→ Description of the task
In these entries, tally the lines where "layer" occurs. Respond with only the count.

⟨

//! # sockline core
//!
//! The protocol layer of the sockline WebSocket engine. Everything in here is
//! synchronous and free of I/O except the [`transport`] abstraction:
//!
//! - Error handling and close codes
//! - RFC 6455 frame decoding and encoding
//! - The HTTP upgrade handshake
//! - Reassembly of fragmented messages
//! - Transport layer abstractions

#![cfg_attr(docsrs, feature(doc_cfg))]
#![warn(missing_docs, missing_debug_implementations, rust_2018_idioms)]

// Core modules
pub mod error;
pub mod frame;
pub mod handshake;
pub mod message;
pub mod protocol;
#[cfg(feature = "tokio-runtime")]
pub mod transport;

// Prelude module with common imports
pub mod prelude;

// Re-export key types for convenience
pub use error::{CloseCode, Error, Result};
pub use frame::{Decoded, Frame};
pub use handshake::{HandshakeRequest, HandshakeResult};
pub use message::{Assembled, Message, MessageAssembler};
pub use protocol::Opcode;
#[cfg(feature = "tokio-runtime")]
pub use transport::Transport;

⟩

→ Result below
2